6.Notices, etc.  All notices, requests, demands, claims, and other communications hereunder shall be in writing.  Any notice, request, demand, claim, or other communication hereunder shall be deemed duly given (i)(i) when delivered personally to the recipient, (ii)(ii) when sent by electronic mail (with no mail undeliverable or other rejection notice), on the date of transmission to such recipient; provided, that such notice, request, demand, claim or other communication is also sent to the recipient pursuant to clauses (i), (iii) or (iv) of this Section 6, (iii)(iii) one (1) business day after being sent to the recipient by reputable overnight courier service (charges prepaid), or (iv)(iv) four (4) business days after being mailed to the recipient by certified or registered mail, return receipt requested and postage prepaid, and, in each case, addressed to the intended recipient at its address specified on the signature page hereof or to such electronic mail address or address as subsequently modified by written notice given in accordance with this Section 6.
7.Assignment; Binding Effect.  Subject to the limitations set forth in this Notes Purchase Agreement, this Notes Purchase Agreement shall be binding upon and inure to the benefit of the executors, administrators, heirs, legal representatives and successors of the parties hereto.
8.Independent Counsel. The parties acknowledge that this Notes Purchase Agreement has been prepared on behalf of the Company by Sidley Austin LLP, counsel to the Company, and that Sidley Austin LLP does not represent, and is not acting on behalf of, Seller.  Seller has had the opportunity to consult with its own counsel with respect to this Notes Purchase Agreement.
9.Further Assurances.
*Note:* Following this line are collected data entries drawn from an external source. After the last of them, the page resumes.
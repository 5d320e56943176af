//! Per-person training analysis over a loaded dataset.

use std::collections::{BTreeSet, HashSet};

use tracing::{debug, trace};

use dtc_map::MappingSet;
use dtc_model::{
    AnalysisResult, MappingKind, NO_POSITION_PLACEHOLDER, PersonnelRecord, RequirementSource,
    RosterEntry, dealer_code,
};

use crate::dataset::Dataset;
use crate::requirements::{RequirementQuery, build_requirement_index};
use crate::rules::{RuleTable, evaluate_pass_status};

/// Read-only facade combining a dataset, a mapping snapshot and the rule table.
///
/// Every query is a pure computation; absent data yields `None` or an empty
/// collection.
#[derive(Debug, Clone, Copy)]
pub struct TrainingAnalyzer<'a> {
    dataset: &'a Dataset,
    mappings: &'a MappingSet,
    rules: &'a RuleTable,
}

/// A distinct (person, position) pair at one dealer.
#[derive(Debug, Clone, PartialEq, Eq)]
pub(crate) struct PersonPosition<'a> {
    pub personnel_code: &'a str,
    pub name: &'a str,
    pub position: &'a str,
}

impl<'a> TrainingAnalyzer<'a> {
    pub fn new(dataset: &'a Dataset, mappings: &'a MappingSet, rules: &'a RuleTable) -> Self {
        Self {
            dataset,
            mappings,
            rules,
        }
    }

    pub fn dataset(&self) -> &'a Dataset {
        self.dataset
    }

    pub fn mappings(&self) -> &'a MappingSet {
        self.mappings
    }

    /// Analyzes one person in one raw position at one dealer.
    ///
    /// Passed courses are gathered from every record of the person at that
    /// dealer. Returns `None` when no record matches.
    pub fn analyze(
        &self,
        personnel_code: &str,
        dealer_name: &str,
        position: &str,
    ) -> Option<AnalysisResult> {
        let records: Vec<&PersonnelRecord> = self
            .dataset
            .personnel_for_dealer(dealer_name)
            .filter(|record| record.personnel_code == personnel_code)
            .collect();
        let Some(first) = records.first() else {
            debug!(dealer = %dealer_name, "no personnel rows for analysis");
            return None;
        };

        let mappings = self.mappings;
        let company = mappings.lookup(MappingKind::Company, first.company.trim());
        let standard_position = mappings.lookup(MappingKind::Position, position.trim());
        let categories: Vec<String> = self
            .dataset
            .dealer_categories(dealer_name)
            .iter()
            .map(|category| mappings.lookup(MappingKind::Vehicle, category).to_string())
            .collect();
        let passed_courses: BTreeSet<String> = records
            .iter()
            .flat_map(|record| record.passed_courses.iter())
            .map(|course| mappings.lookup(MappingKind::Course, course).to_string())
            .collect();

        let dataset = self.dataset;
        let requirements = build_requirement_index(
            RequirementQuery {
                position: standard_position,
                categories: &categories,
            },
            dataset.requirement_rows(RequirementSource::AfterSales, company),
            dataset.requirement_rows(RequirementSource::Sales, company),
        );
        let statuses = evaluate_pass_status(&requirements, &passed_courses, self.rules);
        trace!(
            company = %company,
            position = %standard_position,
            criteria = requirements.len(),
            "analysis complete"
        );

        Some(AnalysisResult {
            personnel_code: personnel_code.to_string(),
            name: first.full_name.clone(),
            position: position.trim().to_string(),
            dealer_name: dealer_name.to_string(),
            passed_courses,
            requirements,
            statuses,
        })
    }

    /// Whether a raw position has an entry in the position mapping.
    pub fn is_mapped_position(&self, position: &str) -> bool {
        self.mappings.contains(MappingKind::Position, position.trim())
    }

    /// One entry per distinct (name, position, code) at a dealer.
    ///
    /// A record without any position yields a single placeholder entry.
    pub fn roster(&self, dealer_name: &str) -> Vec<RosterEntry> {
        let code = dealer_code(dealer_name).to_string();
        let mut seen = HashSet::new();
        let mut entries = Vec::new();
        for record in self.dataset.personnel_for_dealer(dealer_name) {
            let mut positions = record.positions();
            if positions.is_empty() {
                positions.push(NO_POSITION_PLACEHOLDER);
            }
            for position in positions {
                let key = (
                    record.full_name.as_str(),
                    position,
                    record.personnel_code.as_str(),
                );
                if !seen.insert(key) {
                    continue;
                }
                entries.push(RosterEntry {
                    dealer_code: code.clone(),
                    name: record.full_name.clone(),
                    position: position.to_string(),
                    personnel_code: record.personnel_code.clone(),
                    selectable: self.is_mapped_position(position),
                });
            }
        }
        entries
    }

    /// Distinct (code, position) pairs at a dealer whose position is mapped.
    pub(crate) fn mapped_positions<'s>(&'s self, dealer_name: &'s str) -> Vec<PersonPosition<'s>> {
        let mut seen = HashSet::new();
        let mut pairs = Vec::new();
        for record in self.dataset.personnel_for_dealer(dealer_name) {
            for position in record.positions() {
                if !self.is_mapped_position(position) {
                    continue;
                }
                if seen.insert((record.personnel_code.as_str(), position)) {
                    pairs.push(PersonPosition {
                        personnel_code: &record.personnel_code,
                        name: &record.full_name,
                        position,
                    });
                }
            }
        }
        pairs
    }
}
Each of the Seller, the Company and OpCo, as agent for the Company, agrees and provides further assurances that it will, in the future, execute and deliver any and all further agreements, certificates, instruments and documents and do and perform or cause to be done and performed, all acts and things as may be reasonably necessary to carry out the intent and accomplish the purposes of this Notes Purchase Agreement.
10.Termination.  This Notes Purchase Agreement shall terminate and be void and of no further force and effect, and all rights and obligations of the parties hereunder shall terminate without any further liability on the part of any party in respect thereof, upon the earliest to occur of  (a) upon the mutual written agreement of the Company and Seller to terminate this Notes Purchase Agreement, (b) if, on the Closing Date, any of the conditions to Closing set forth in Section 3 of this Notes Purchase Agreement have not been satisfied as of the time required hereunder to be so satisfied or waived in writing (to the extent a valid waiver is capable of being issued) by the party entitled to grant such waiver and, as a result thereof, the transactions contemplated by this Notes Purchase Agreement are not consummated, or (c) April 30, 2023; provided, that nothing herein will relieve any party from liability for any willful breach hereof (including, for the avoidance of doubt, the Company’s or a Seller’s willful breach of its representations, warranties and covenants as of the date of the Closing) prior to the time of termination, and the other party will be entitled to any remedies at law or in equity to recover losses, liabilities or damages arising from such breach. Upon the occurrence of any of the foregoing clauses (a)-(c), this Notes Purchase Agreement shall be void and of no further effect and any monies paid by the Company to Seller in connection herewith shall promptly (and in any event within one (1) business day) following the applicable termination event be returned to the Company without any deduction for or on account of any tax, withholding, charges, or set-off.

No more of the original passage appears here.